Atlanta teen's gift-giving chain continues to change lives
ATLANTA - Sarah Mulligan thinks she has come to Atlanta's Steve Hightower Salon and Day Spa for a story about wigs, but 9-year old Kailyn Croxall has a surprise up her sleeve.
"It feels really, really good, because I'm really kind, and I love to be kind to people," Kailyn Croxall says.
Because Kailyn knows what it's like to be sick, she's a survivor of Ewing's sarcoma.
"When I was 7 and a half, basically, I had cancer," Croxall says. "And I would fight the nurses, a lot."
During Kailyn's cancer ordeal, Team Summer surprised her with a wonderfully impractical trampoline.
Now, Kailyn is surprising Sarah with a spa day on her 21st birthday.
"It is definitely really cool; I was not expecting it at all," Sarah Mulligan says.
Mulligan in the 100th recipient in a chain of gift-giving, from one young cancer patient to another, begun 5 years ago by a then 15-year old Summer Dale.
"A kid who has gotten a gift will call us up and say, 'Hey I just met a kid in the hospital, and I really want to give a gift," Summer's mother Lynne Dale explains. "Then, we go to work."
Battling a rare soft tissue cancer, Summer Dale began surprising other kids with cancer with a gift they really wanted, to make their treatment easier.
Then, she asked each new gift recipient find another young cancer patient to help.

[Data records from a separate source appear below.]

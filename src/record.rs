use chrono::{DateTime, FixedOffset, NaiveDate};
use serde::{Deserialize, Serialize};

use crate::types::PatientId;

/// One human name attached to a patient record.
#[derive(Clone, Debug, PartialEq, Eq, Serialize, Deserialize)]
pub struct NameEntry {
    /// Honorific prefix (`Mr.`, `Dr.`, ...), when present.
    pub prefix: Option<String>,
    /// First given name, when present.
    pub given: Option<String>,
    /// Family name. Entries without one are dropped at parse time, so the
    /// collector and transformer can rely on it being populated.
    pub family: String,
}

/// One contact point (phone, email, ...) attached to a patient record.
#[derive(Clone, Debug, PartialEq, Eq, Serialize, Deserialize)]
pub struct TelecomEntry {
    /// Contact system code (`phone`, `email`, ...).
    pub system: Option<String>,
    /// The contact value itself.
    pub value: Option<String>,
    /// Use code (`home`, `work`, ...); FHIR calls this field `use`.
    pub usage: Option<String>,
}

/// One postal address attached to a patient record.
#[derive(Clone, Debug, PartialEq, Eq, Serialize, Deserialize)]
pub struct AddressEntry {
    /// First address line.
    pub line: Option<String>,
    /// City name.
    pub city: Option<String>,
    /// State or province.
    pub state: Option<String>,
    /// Postal code.
    pub postal_code: Option<String>,
    /// Country name or code.
    pub country: Option<String>,
}

/// Narrow read-only view of a patient record.
///
/// The collector and transformer depend only on this trait; the bundle
/// parser supplies the concrete type. Entry sequences keep their source
/// order, which the flattened token indices reflect.
pub trait PatientFields {
    /// Record identifier (empty when the source omits it).
    fn id(&self) -> &PatientId;
    /// Name entries in source order.
    fn names(&self) -> &[NameEntry];
    /// Telecom entries in source order.
    fn telecoms(&self) -> &[TelecomEntry];
    /// Address entries in source order.
    fn addresses(&self) -> &[AddressEntry];
    /// Gender code, when present.
    fn gender(&self) -> Option<&str>;
    /// Birth date, when present and decodable.
    fn birth_date(&self) -> Option<NaiveDate>;
    /// Death timestamp, when present and decodable.
    fn deceased_date_time(&self) -> Option<DateTime<FixedOffset>>;
    /// Marital status display text, when present.
    fn marital_status_text(&self) -> Option<&str>;
}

"It gives them a purpose when they go in the hospital," Lynne Dale says. "They're not thinking about how all these drugs are going to poison them. They're looking around like, 'Hey, is there a kid out here I can help.'"
Sarah Mulligan needed a break from 7 months of non-stop treatment, with no end in sight.
She was diagnosed last August after complaining of leg pain.
"We get a phone call from our youngest, saying, 'Mom and Dad, you need to come home. Sarah is crying and cannot stop crying,'" Marian Mulligan, her mother, remembers.
It was Ewing's sarcoma, bone cancer.
"I walked up to her room and I hugged her, and I kissed her, and she knew," her mother says. "She knew without a word what had happened, and what it was."
So, coming in for a day of pampering feels like a treat.
"With everything that's been going on, this is the first time in a while that a birthday has been really exciting, and something to look forward to," Sarah Mulligan says.
Summer Dale has been gone 5 and a half, but her dream is very much alive.
Friends recently dyed their hair purple, hoping to raise $25,000 for Team Summer.
Instead, they netted $43,000.
At a surprise birthday party after her spa day, Sarah Mulligan isn't thinking about her cancer or the chemo scheduled for the next morning.
She's sipping her first legal drink, a daiquiri, enjoying the moment, for the gift it is.